A reasonably major medical procedure is looming over me right now and it's freaking me out.
The main issue, I think, is that I have had far too much time to think about it.
At 22 weeks of pregnancy, a scan revealed a condition called placenta previa - our baby's placenta was growing across the exit point. It's relatively common, and most grow out of the way, allowing for a regular birth.
But, we were told early on that our third child would most likely be born via my first c-section, probably a couple of weeks early.
And here we are at 36 weeks, not far from D-day, or rather "C-day", and there is only one way forward: If I go into labour, myself and/or the baby could die.
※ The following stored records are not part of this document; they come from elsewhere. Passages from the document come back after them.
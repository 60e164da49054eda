use std::time::Duration;

use axum::extract::State;
use axum::Json;
use chrono::{DateTime, Utc};
use serde::Serialize;
use serde_with::serde_as;
use sqlx::SqlitePool;
use tokio::time::Instant;

use crate::context::AppContext;

#[serde_as]
#[derive(Debug, Serialize)]
pub struct HealthCheck {
    #[serde_as(as = "serde_with::DisplayFromStr")]
    current_time: DateTime<Utc>,
    #[serde_as(as = "Option<serde_with::DurationSecondsWithFrac<String>>")]
    db_ping_seconds: Option<Duration>,
}

pub async fn show(State(ctx): State<AppContext>) -> Json<HealthCheck> {
    Json(HealthCheck {
        current_time: Utc::now(),
        db_ping_seconds: ping(ctx.db()).await,
    })
}

async fn ping(db: &SqlitePool) -> Option<Duration> {
    let start = Instant::now();

    let res = sqlx::query("SELECT 1").execute(db).await;

    match res {
        Ok(_) => Some(Instant::now() - start),
        Err(_) => None,
    }
}
use chrono::Utc;
use sqlx::SqlitePool;
use uuid::Uuid;

use crate::models::file::File;

pub async fn fetch_by_path(
    db: &SqlitePool,
    workspace_id: Uuid,
    path: &str,
) -> Result<Option<File>, sqlx::Error> {
    sqlx::query_as::<_, File>(
        "SELECT id, workspace_id, path, content, created_at, updated_at, deleted_at
         FROM files WHERE workspace_id = ? AND path = ? AND deleted_at IS NULL",
    )
    .bind(workspace_id.to_string())
    .bind(path)
    .fetch_optional(db)
    .await
}

/// Like `fetch_by_path`, but also returns a soft-deleted row. Callers that
/// need to distinguish "never existed" (404) from "existed but was deleted"
/// (410) must use this instead of `fetch_by_path`, which filters deleted
/// rows out entirely and makes the two cases indistinguishable.
pub async fn fetch_by_path_including_deleted(
    db: &SqlitePool,
    workspace_id: Uuid,
    path: &str,
) -> Result<Option<File>, sqlx::Error> {
    sqlx::query_as::<_, File>(
        "SELECT id, workspace_id, path, content, created_at, updated_at, deleted_at
         FROM files WHERE workspace_id = ? AND path = ?
         ORDER BY created_at DESC LIMIT 1",
    )
    .bind(workspace_id.to_string())
    .bind(path)
    .fetch_optional(db)
    .await
}

pub async fn fetch_one(db: &SqlitePool, id: Uuid) -> Result<Option<File>, sqlx::Error> {
    sqlx::query_as::<_, File>(
        "SELECT id, workspace_id, path, content, created_at, updated_at, deleted_at
         FROM files WHERE id = ?",
    )
    .bind(id.to_string())
    .fetch_optional(db)
    .await
}

/// Creates the file if it doesn't already exist (used by test fixtures and
/// the out-of-core PUT lifecycle endpoint). Returns the existing row if one
/// is already live at this path.
pub async fn get_or_create(
    db: &SqlitePool,
    workspace_id: Uuid,
    path: &str,
) -> Result<File, sqlx::Error> {
    if let Some(file) = fetch_by_path(db, workspace_id, path).await? {
        return Ok(file);
    }

    let id = Uuid::new_v4();
    let now = Utc::now();

    sqlx::query(
        "INSERT INTO files (id, workspace_id, path, content, created_at, updated_at)
         VALUES (?, ?, ?, '', ?, ?)",
    )
    .bind(id.to_string())
    .bind(workspace_id.to_string())
    .bind(path)
    .bind(now)
    .bind(now)
    .execute(db)
    .await?;

    fetch_one(db, id).await.map(|f| f.expect("just inserted"))
}

pub async fn set_content(
    db: &SqlitePool,
    id: Uuid,
    content: &str,
    now: chrono::DateTime<Utc>,
) -> Result<(), sqlx::Error> {
    sqlx::query("UPDATE files SET content = ?, updated_at = ? WHERE id = ?")
        .bind(content)
        .bind(now)
        .bind(id.to_string())
        .execute(db)
        .await?;
    Ok(())
}

pub async fn soft_delete(db: &SqlitePool, id: Uuid) -> Result<(), sqlx::Error> {
    sqlx::query("UPDATE files SET deleted_at = ? WHERE id = ?")
        .bind(Utc::now())
        .bind(id.to_string())
        .execute(db)
        .await?;
    Ok(())
}
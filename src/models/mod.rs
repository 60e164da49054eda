pub mod append;
pub mod capability;
pub mod envelope;
pub mod file;
pub mod idempotency;
pub mod request;
pub mod workspace;

pub type JsonObject = serde_json::value::Map<String, serde_json::Value>;
pub type JsonValue = serde_json::Value;
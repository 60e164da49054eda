//! Centralizes the notion of "now" used by the append state machine, the
//! idempotency broker, and claim expiry checks. A single `Clock` is captured
//! once per request so that every comparison within that request (expiry,
//! idempotency timestamps, renewal windows) agrees on the same instant.

use chrono::{DateTime, Utc};

/// Source of the current wall-clock time. The production implementation
/// reads the system clock; tests substitute a fixed instant so that claim
/// expiry and renewal math is deterministic.
pub trait Clock: Send + Sync {
    fn now(&self) -> DateTime<Utc>;
}

#[derive(Clone, Copy, Debug, Default)]
pub struct SystemClock;

impl Clock for SystemClock {
    fn now(&self) -> DateTime<Utc> {
        Utc::now()
    }
}

#[derive(Clone, Copy, Debug)]
pub struct FixedClock(pub DateTime<Utc>);

impl Clock for FixedClock {
    fn now(&self) -> DateTime<Utc> {
        self.0
    }
}
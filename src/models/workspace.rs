use chrono::{DateTime, Utc};
use serde::Serialize;
use sqlx::FromRow;
use uuid::Uuid;

/// Tenant root. Every file, capability key, and append belongs to exactly
/// one workspace; nothing in the core crosses this boundary.
#[derive(Debug, Clone, FromRow, Serialize)]
pub struct Workspace {
    pub id: Uuid,
    pub name: String,
    pub created_at: DateTime<Utc>,
    pub deleted_at: Option<DateTime<Utc>>,
}
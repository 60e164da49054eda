use axum::http::StatusCode;
use serde_json::json;

use boardline::models::capability::{Permission, ScopeType};

use crate::support::spawn;

#[tokio::test]
async fn wip_limit_blocks_a_second_concurrent_claim_by_the_same_author() {
    let app = spawn().await;
    let write_key = app.workspace_key(Permission::Write).await;
    let append_key = app
        .issue_key(Permission::Append, ScopeType::Workspace, None, None, None, Some(1))
        .await;

    let (_, body) = app
        .post(
            &format!("/w/{write_key}/board.md"),
            None,
            json!({"author": "agent-a", "type": "task", "content": "Task one"}),
        )
        .await;
    let task_one = body["data"]["id"].as_str().unwrap().to_string();

    let (_, body) = app
        .post(
            &format!("/w/{write_key}/board.md"),
            None,
            json!({"author": "agent-a", "type": "task", "content": "Task two"}),
        )
        .await;
    let task_two = body["data"]["id"].as_str().unwrap().to_string();

    let (status, _) = app
        .post(
            &format!("/a/{append_key}/board.md"),
            None,
            json!({"author": "agent-x", "type": "claim", "ref": task_one}),
        )
        .await;
    assert_eq!(status, StatusCode::CREATED);

    let (status, body) = app
        .post(
            &format!("/a/{append_key}/board.md"),
            None,
            json!({"author": "agent-x", "type": "claim", "ref": task_two}),
        )
        .await;
    assert_eq!(status, StatusCode::TOO_MANY_REQUESTS);
    assert_eq!(body["error"]["code"], "WIP_LIMIT_EXCEEDED");
}

#[tokio::test]
async fn renew_extends_expiry_for_the_claim_holder_only() {
    let app = spawn().await;
    let write_key = app.workspace_key(Permission::Write).await;
    let append_key = app.workspace_key(Permission::Append).await;

    let (_, body) = app
        .post(
            &format!("/w/{write_key}/board.md"),
            None,
            json!({"author": "agent-a", "type": "task", "content": "Long running job"}),
        )
        .await;
    let task_ref = body["data"]["id"].as_str().unwrap().to_string();

    let (_, body) = app
        .post(
            &format!("/a/{append_key}/board.md"),
            None,
            json!({"author": "agent-b", "type": "claim", "ref": task_ref, "expiresInSeconds": 60}),
        )
        .await;
    let claim_ref = body["data"]["id"].as_str().unwrap().to_string();
    let first_expiry = body["data"]["expiresAt"].as_str().unwrap().to_string();

    let (status, body) = app
        .post(
            &format!("/a/{append_key}/board.md"),
            None,
            json!({"author": "agent-z", "type": "renew", "ref": claim_ref}),
        )
        .await;
    assert_eq!(status, StatusCode::BAD_REQUEST);
    assert_eq!(body["error"]["code"], "CANNOT_RENEW_OTHERS_CLAIM");

    let (status, body) = app
        .post(
            &format!("/a/{append_key}/board.md"),
            None,
            json!({"author": "agent-b", "type": "renew", "ref": claim_ref, "expiresInSeconds": 3600}),
        )
        .await;
    assert_eq!(status, StatusCode::CREATED);
    let renewed_expiry = body["data"]["expiresAt"].as_str().unwrap().to_string();
    assert_ne!(first_expiry, renewed_expiry);
    assert!(renewed_expiry > first_expiry);
}

#[tokio::test]
async fn reclaiming_as_the_same_author_renews_instead_of_inserting_a_row() {
    let app = spawn().await;
    let write_key = app.workspace_key(Permission::Write).await;
    let append_key = app.workspace_key(Permission::Append).await;

    let (_, body) = app
        .post(
            &format!("/w/{write_key}/board.md"),
            None,
            json!({"author": "agent-a", "type": "task", "content": "Heartbeat me"}),
        )
        .await;
    let task_ref = body["data"]["id"].as_str().unwrap().to_string();

    let (_, first) = app
        .post(
            &format!("/a/{append_key}/board.md"),
            None,
            json!({"author": "agent-b", "type": "claim", "ref": task_ref}),
        )
        .await;
    let first_id = first["data"]["id"].as_str().unwrap().to_string();

    let (status, second) = app
        .post(
            &format!("/a/{append_key}/board.md"),
            None,
            json!({"author": "agent-b", "type": "claim", "ref": task_ref}),
        )
        .await;
    assert_eq!(status, StatusCode::CREATED);
    assert_eq!(second["data"]["id"], first_id);

    let count: (i64,) = sqlx::query_as("SELECT COUNT(*) FROM appends WHERE type = 'claim'")
        .fetch_one(&app.db)
        .await
        .expect("count claims");
    assert_eq!(count.0, 1);
}

#[tokio::test]
async fn claiming_a_non_task_ref_is_rejected_as_invalid_ref() {
    let app = spawn().await;
    let write_key = app.workspace_key(Permission::Write).await;
    let append_key = app.workspace_key(Permission::Append).await;

    let (_, body) = app
        .post(
            &format!("/w/{write_key}/board.md"),
            None,
            json!({"author": "agent-a", "type": "task", "content": "Needs a comment"}),
        )
        .await;
    let task_ref = body["data"]["id"].as_str().unwrap().to_string();

    let (_, body) = app
        .post(
            &format!("/a/{append_key}/board.md"),
            None,
            json!({"author": "agent-b", "type": "comment", "ref": task_ref, "content": "noted"}),
        )
        .await;
    let comment_ref = body["data"]["id"].as_str().unwrap().to_string();

    let (status, body) = app
        .post(
            &format!("/a/{append_key}/board.md"),
            None,
            json!({"author": "agent-c", "type": "claim", "ref": comment_ref}),
        )
        .await;
    assert_eq!(status, StatusCode::BAD_REQUEST);
    assert_eq!(body["error"]["code"], "INVALID_REF");

    let (status, body) = app
        .post(
            &format!("/a/{append_key}/board.md"),
            None,
            json!({"author": "agent-c", "type": "claim", "ref": "a999"}),
        )
        .await;
    assert_eq!(status, StatusCode::NOT_FOUND);
    assert_eq!(body["error"]["code"], "APPEND_NOT_FOUND");
}
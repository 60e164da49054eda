use chrono::{DateTime, Utc};
use hmac::{Hmac, Mac};
use sha2::Sha256;
use sqlx::SqlitePool;

use crate::error::{AppError, ErrorCode};
use crate::models::append::AppendType;
use crate::models::capability::{is_well_formed_key, CapabilityKey, Permission, ScopeType};
use crate::repo::capabilities;
use crate::services::path;

type HmacSha256 = Hmac<Sha256>;

/// Salts a plaintext capability key with the server-wide pepper before it
/// ever touches the database or a log line. The pepper is configuration,
/// not a per-key secret, so rotating it invalidates every issued key at
/// once — see `ApplicationSettings::key_pepper`.
pub fn hash_key(raw_key: &str, pepper: &str) -> String {
    let mut mac =
        HmacSha256::new_from_slice(pepper.as_bytes()).expect("HMAC accepts any key length");
    mac.update(raw_key.as_bytes());
    hex::encode(mac.finalize().into_bytes())
}

/// What a request asks of its capability key, gathered before the lookup so
/// the full ordered contract in `authorize` can be checked in one pass.
pub struct AuthRequest<'a> {
    pub required: Permission,
    pub request_path: &'a str,
    pub author: Option<&'a str>,
    pub types: &'a [AppendType],
}

pub async fn authorize(
    db: &SqlitePool,
    raw_key: &str,
    pepper: &str,
    req: AuthRequest<'_>,
    now: DateTime<Utc>,
) -> Result<CapabilityKey, AppError> {
    if !is_well_formed_key(raw_key) {
        return Err(AppError::new(ErrorCode::InvalidKey, "malformed capability key"));
    }

    let salted_hash = hash_key(raw_key, pepper);
    let key = capabilities::fetch_by_hash(db, &salted_hash)
        .await?
        .ok_or_else(|| AppError::new(ErrorCode::InvalidKey, "unknown capability key"))?;

    let scope_ok = match key.scope_type {
        ScopeType::Workspace => true,
        ScopeType::Folder | ScopeType::File => {
            key.scope_path.as_deref().is_some_and(|p| !p.is_empty())
        }
    };
    if !scope_ok {
        return Err(AppError::new(ErrorCode::InvalidKey, "key has an invalid scope binding"));
    }

    if key.is_revoked() {
        return Err(AppError::new(ErrorCode::KeyRevoked, "capability key has been revoked"));
    }

    if key.is_expired(now) {
        return Err(AppError::new(ErrorCode::KeyExpired, "capability key has expired"));
    }

    if !key.permission.satisfies(req.required) {
        return Err(AppError::new(
            ErrorCode::PermissionDenied,
            "capability key does not grant the required permission tier",
        ));
    }

    let path_ok = match key.scope_type {
        ScopeType::Workspace => true,
        ScopeType::File => key.scope_path.as_deref() == Some(req.request_path),
        ScopeType::Folder => key
            .scope_path
            .as_deref()
            .is_some_and(|scope| path::is_descendant_or_equal(scope, req.request_path)),
    };
    if !path_ok {
        return Err(AppError::new(
            ErrorCode::PermissionDenied,
            "capability key scope does not cover this path",
        ));
    }

    if let Some(author) = req.author {
        if !key.allows_author(author) {
            return Err(AppError::new(
                ErrorCode::AuthorMismatch,
                "author does not match the key's bound author",
            ));
        }
    }

    for t in req.types {
        if !key.allows_type(*t) {
            return Err(AppError::with_details(
                ErrorCode::TypeNotAllowed,
                "append type is not allowed by this capability key",
                serde_json::json!({ "type": t.to_string() }),
            ));
        }
    }

    Ok(key)
}
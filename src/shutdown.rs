use tokio::signal;

/// Resolves once the process receives SIGINT or (on Unix) SIGTERM, for use
/// with axum's graceful shutdown hook.
pub async fn signal() {
    let ctrl_c = async {
        signal::ctrl_c().await.expect("failed to install Ctrl+C handler");
    };

    #[cfg(unix)]
    let terminate = async {
        signal::unix::signal(signal::unix::SignalKind::terminate())
            .expect("failed to install SIGTERM handler")
            .recv()
            .await;
    };

    #[cfg(not(unix))]
    let terminate = std::future::pending::<()>();

    tokio::select! {
        _ = ctrl_c => {},
        _ = terminate => {},
    }

    tracing::info!("shutdown signal received");
}
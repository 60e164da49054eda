use sqlx::SqlitePool;
use uuid::Uuid;

use crate::models::capability::CapabilityKey;

pub async fn fetch_by_hash(
    db: &SqlitePool,
    salted_hash: &str,
) -> Result<Option<CapabilityKey>, sqlx::Error> {
    sqlx::query_as::<_, CapabilityKey>(
        "SELECT id, workspace_id, salted_hash, permission, scope_type, scope_path,
                bound_author, allowed_types, wip_limit, expires_at, revoked_at
         FROM capability_keys WHERE salted_hash = ?",
    )
    .bind(salted_hash)
    .fetch_optional(db)
    .await
}

pub async fn fetch_one(db: &SqlitePool, id: Uuid) -> Result<Option<CapabilityKey>, sqlx::Error> {
    sqlx::query_as::<_, CapabilityKey>(
        "SELECT id, workspace_id, salted_hash, permission, scope_type, scope_path,
                bound_author, allowed_types, wip_limit, expires_at, revoked_at
         FROM capability_keys WHERE id = ?",
    )
    .bind(id.to_string())
    .fetch_optional(db)
    .await
}

#[allow(clippy::too_many_arguments)]
pub async fn insert(
    db: &SqlitePool,
    workspace_id: Uuid,
    salted_hash: &str,
    permission: crate::models::capability::Permission,
    scope_type: crate::models::capability::ScopeType,
    scope_path: Option<&str>,
    bound_author: Option<&str>,
    allowed_types: Option<&[crate::models::append::AppendType]>,
    wip_limit: Option<i64>,
    expires_at: Option<chrono::DateTime<chrono::Utc>>,
) -> Result<CapabilityKey, sqlx::Error> {
    let id = Uuid::new_v4();
    let allowed_types_json = allowed_types.map(sqlx::types::Json);

    sqlx::query(
        "INSERT INTO capability_keys
            (id, workspace_id, salted_hash, permission, scope_type, scope_path,
             bound_author, allowed_types, wip_limit, expires_at)
         VALUES (?, ?, ?, ?, ?, ?, ?, ?, ?, ?)",
    )
    .bind(id.to_string())
    .bind(workspace_id.to_string())
    .bind(salted_hash)
    .bind(permission)
    .bind(scope_type)
    .bind(scope_path)
    .bind(bound_author)
    .bind(allowed_types_json)
    .bind(wip_limit)
    .bind(expires_at)
    .execute(db)
    .await?;

    Ok(fetch_one(db, id).await?.expect("just inserted"))
}

pub async fn revoke(db: &SqlitePool, id: Uuid) -> Result<(), sqlx::Error> {
    sqlx::query("UPDATE capability_keys SET revoked_at = ? WHERE id = ? AND revoked_at IS NULL")
        .bind(chrono::Utc::now())
        .bind(id.to_string())
        .execute(db)
        .await?;
    Ok(())
}
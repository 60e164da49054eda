use sqlx::Sqlite;
use uuid::Uuid;

/// Atomically allocates the next monotonic append-id value for a file.
/// Values are never reused; a rolled-back transaction leaves a gap rather
/// than rewinding the counter, since the row is only committed alongside it.
pub async fn next_value<'e, E>(executor: E, file_id: Uuid) -> Result<i64, sqlx::Error>
where
    E: sqlx::Executor<'e, Database = Sqlite>,
{
    let row: (i64,) = sqlx::query_as(
        "INSERT INTO append_counters (file_id, next_value) VALUES (?, 1)
         ON CONFLICT(file_id) DO UPDATE SET next_value = next_value + 1
         RETURNING next_value",
    )
    .bind(file_id.to_string())
    .fetch_one(executor)
    .await?;

    Ok(row.0)
}
use std::net::TcpListener;

use crate::cmd::async_runtime;
use crate::config;
use crate::startup;

#[derive(clap::Args, Debug)]
pub struct Args {}

/// Runs the boardline server.
pub fn run(_args: Args) -> anyhow::Result<()> {
    let runtime = async_runtime()?;
    let listener = TcpListener::bind(config::settings().application.address())?;

    runtime.block_on(async move { serve(listener).await })
}

async fn serve(listener: TcpListener) -> anyhow::Result<()> {
    let db = startup::connect_to_database(&config::settings().database).await?;
    let server = startup::run(listener, db)?;

    server.await?;

    Ok(())
}
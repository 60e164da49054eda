use chrono::{DateTime, Utc};
use sqlx::SqlitePool;
use uuid::Uuid;

use crate::repo::audit::{self, NewAuditEvent};

/// Records a fire-and-forget audit entry. Failures are logged, never
/// surfaced to the caller — an audit write must not be able to fail a
/// request that otherwise succeeded.
pub async fn record(
    db: &SqlitePool,
    workspace_id: Uuid,
    action: &str,
    resource_type: &str,
    resource_id: &str,
    actor: &str,
    metadata: Option<serde_json::Value>,
    now: DateTime<Utc>,
) {
    let event = NewAuditEvent {
        workspace_id,
        action,
        resource_type,
        resource_id,
        actor,
        actor_type: "agent",
        metadata,
    };

    if let Err(err) = audit::insert(db, event, now).await {
        tracing::error!(?err, action, "failed to write audit record");
    }
}
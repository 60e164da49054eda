use axum::http::StatusCode;
use axum::response::IntoResponse;
use axum::Json;
use serde::Serialize;
use tracing::error;

/// Stable error codes surfaced in the response envelope (see `ErrorEnvelope`).
/// Each variant maps to exactly one HTTP status, per the authorization and
/// state-machine contracts in the append subsystem design.
#[derive(Clone, Copy, Debug, Eq, PartialEq, strum::Display)]
#[strum(serialize_all = "SCREAMING_SNAKE_CASE")]
pub enum ErrorCode {
    InvalidRequest,
    InvalidPath,
    InvalidKey,
    KeyRevoked,
    KeyExpired,
    PermissionDenied,
    InvalidAuthor,
    AuthorMismatch,
    TypeNotAllowed,
    InvalidAppendType,
    InvalidRef,
    AppendNotFound,
    FileNotFound,
    FileDeleted,
    AlreadyClaimed,
    TaskAlreadyComplete,
    WipLimitExceeded,
    CannotCancelOthersClaim,
    CannotRenewOthersClaim,
    PayloadTooLarge,
    IdempotencyConflict,
    Internal,
}

impl ErrorCode {
    pub fn status(&self) -> StatusCode {
        use ErrorCode::*;
        match self {
            InvalidRequest | InvalidPath | AuthorMismatch | TypeNotAllowed | InvalidRef
            | CannotCancelOthersClaim | CannotRenewOthersClaim | InvalidAppendType
            | InvalidAuthor | TaskAlreadyComplete => StatusCode::BAD_REQUEST,
            InvalidKey | KeyRevoked | KeyExpired | PermissionDenied | AppendNotFound
            | FileNotFound => StatusCode::NOT_FOUND,
            FileDeleted => StatusCode::GONE,
            AlreadyClaimed | IdempotencyConflict => StatusCode::CONFLICT,
            WipLimitExceeded => StatusCode::TOO_MANY_REQUESTS,
            PayloadTooLarge => StatusCode::PAYLOAD_TOO_LARGE,
            Internal => StatusCode::INTERNAL_SERVER_ERROR,
        }
    }
}

#[derive(Debug, Serialize)]
struct ErrorBody {
    code: String,
    message: String,
    #[serde(skip_serializing_if = "Option::is_none")]
    details: Option<serde_json::Value>,
}

#[derive(Debug, Serialize)]
struct ErrorEnvelope {
    ok: bool,
    error: ErrorBody,
}

/// Application errors that carry enough information to render the response
/// envelope described in the external interface. Every variant other than
/// the infrastructure ones (`Sqlx`, `Serde`, `Other`) corresponds to a named
/// error code a client can branch on.
#[derive(Debug, thiserror::Error)]
pub enum AppError {
    #[error("{code}: {message}")]
    Coded {
        code: ErrorCode,
        message: String,
        details: Option<serde_json::Value>,
    },

    #[error("database error")]
    Sqlx(#[from] sqlx::Error),

    #[error("json serialization error")]
    Serde(#[from] serde_json::Error),

    #[error(transparent)]
    Other(#[from] anyhow::Error),
}

impl AppError {
    pub fn new(code: ErrorCode, message: impl Into<String>) -> Self {
        Self::Coded {
            code,
            message: message.into(),
            details: None,
        }
    }

    pub fn with_details(
        code: ErrorCode,
        message: impl Into<String>,
        details: serde_json::Value,
    ) -> Self {
        Self::Coded {
            code,
            message: message.into(),
            details: Some(details),
        }
    }

    pub fn code(&self) -> ErrorCode {
        match self {
            AppError::Coded { code, .. } => *code,
            AppError::Sqlx(_) | AppError::Serde(_) | AppError::Other(_) => ErrorCode::Internal,
        }
    }
}

impl IntoResponse for AppError {
    fn into_response(self) -> axum::response::Response {
        let code = self.code();
        let status = code.status();

        if status.is_server_error() {
            error!(error = ?self, "request failed");
        }

        let (message, details) = match &self {
            AppError::Coded {
                message, details, ..
            } => (message.clone(), details.clone()),
            other => (other.to_string(), None),
        };

        let body = Json(ErrorEnvelope {
            ok: false,
            error: ErrorBody {
                code: code.to_string(),
                message,
                details,
            },
        });

        (status, body).into_response()
    }
}
use std::future::Future;
use std::net::TcpListener;
use std::sync::Arc;

use sqlx::SqlitePool;
use tower::limit::ConcurrencyLimitLayer;
use tower::ServiceBuilder;
use tower_http::trace::TraceLayer;

use crate::config::{self, DatabaseSettings};
use crate::context::AppContext;
use crate::cors::cors_layer;
use crate::routes::routes;
use crate::services::events::EventBus;
use crate::services::webhooks::WebhookDispatcher;
use crate::shutdown;
use crate::time::SystemClock;

pub fn run(
    listener: TcpListener,
    db: SqlitePool,
) -> anyhow::Result<impl Future<Output = anyhow::Result<()>>> {
    let settings = config::settings();
    let webhooks = WebhookDispatcher::new(std::time::Duration::from_millis(
        settings.webhooks.request_timeout_ms,
    ));
    let ctx = AppContext::new(db, EventBus::new(), webhooks, Arc::new(SystemClock), settings);

    let app = routes().with_state(ctx).layer(
        ServiceBuilder::new()
            .layer(TraceLayer::new_for_http())
            .layer(ConcurrencyLimitLayer::new(256))
            .layer(cors_layer()),
    );

    listener.set_nonblocking(true)?;
    let listener = tokio::net::TcpListener::from_std(listener)?;

    let server = async move {
        axum::serve(listener, app.into_make_service())
            .with_graceful_shutdown(shutdown::signal())
            .await?;
        Ok(())
    };

    Ok(server)
}

pub async fn connect_to_database(db_settings: &DatabaseSettings) -> anyhow::Result<SqlitePool> {
    crate::db::connect(db_settings).await
}
use chrono::{DateTime, Utc};
use sqlx::SqlitePool;
use uuid::Uuid;

pub struct NewAuditEvent<'a> {
    pub workspace_id: Uuid,
    pub action: &'a str,
    pub resource_type: &'a str,
    pub resource_id: &'a str,
    pub actor: &'a str,
    pub actor_type: &'a str,
    pub metadata: Option<serde_json::Value>,
}

pub async fn insert(db: &SqlitePool, event: NewAuditEvent<'_>, now: DateTime<Utc>) -> Result<(), sqlx::Error> {
    sqlx::query(
        "INSERT INTO audit_log
            (id, workspace_id, action, resource_type, resource_id, actor, actor_type, metadata, created_at)
         VALUES (?, ?, ?, ?, ?, ?, ?, ?, ?)",
    )
    .bind(Uuid::new_v4().to_string())
    .bind(event.workspace_id.to_string())
    .bind(event.action)
    .bind(event.resource_type)
    .bind(event.resource_id)
    .bind(event.actor)
    .bind(event.actor_type)
    .bind(event.metadata.map(|m| m.to_string()))
    .bind(now)
    .execute(db)
    .await?;
    Ok(())
}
With our first two babies, now aged almost 6 and 3, I had procedures to remove their placentas.
This isn't typical but is common enough. In those situations, we just went along with it. It was what needed to happen, there wasn't a lot of time to worry much or think about it.
This time, I have had four months of thinking about it, worrying about the ramifications, pondering the "what-ifs", trying to plan what needs to happen for the likes of childcare for our other two in the many different potential scenarios.
A few days ago, I signed the surgical consent forms in which I was informed of all the worst-case scenarios.
I didn't need to read them, I knew the risks.
Besides, it doesn't matter anyway. When you cut to the chase, I have just two choices: Sign the forms, or die.
I'm an anxious person. A complete "worst case scenario" worrier. Always have been, probably always will be.
Instead of brushing over these risks and leaving them as the small percentage risks they are, I obsess about the worst stuff happening.
I know this is mostly just stuff the doctors have to inform you of. Yet, the risks dancing around my head are:
• A painful and/or long recovery time
• High blood loss and/or transfusion
• Needing a hysterectomy
• Blood clots afterwards
• Paralysis from the spinal needle
• Pain from the spinal needle not working
• Our baby being harmed in some way
• The risks of a general anaesthetic if some of the above occur
Oh, and let's not forget the big one:
It is strange and terrifying handing over control of your life to people who are undoubtedly amazing at their jobs but are people you don't know, have probably never met, and who hold not just my life, but our baby's life and, potentially, our future quality of life in their hands.
Of course my worry is pointless, because I don't have any control over any of it and if anything, all it does is cause more stress earlier than necessary. But here we are.
Any tips on how to manage a manic mind are most welcome.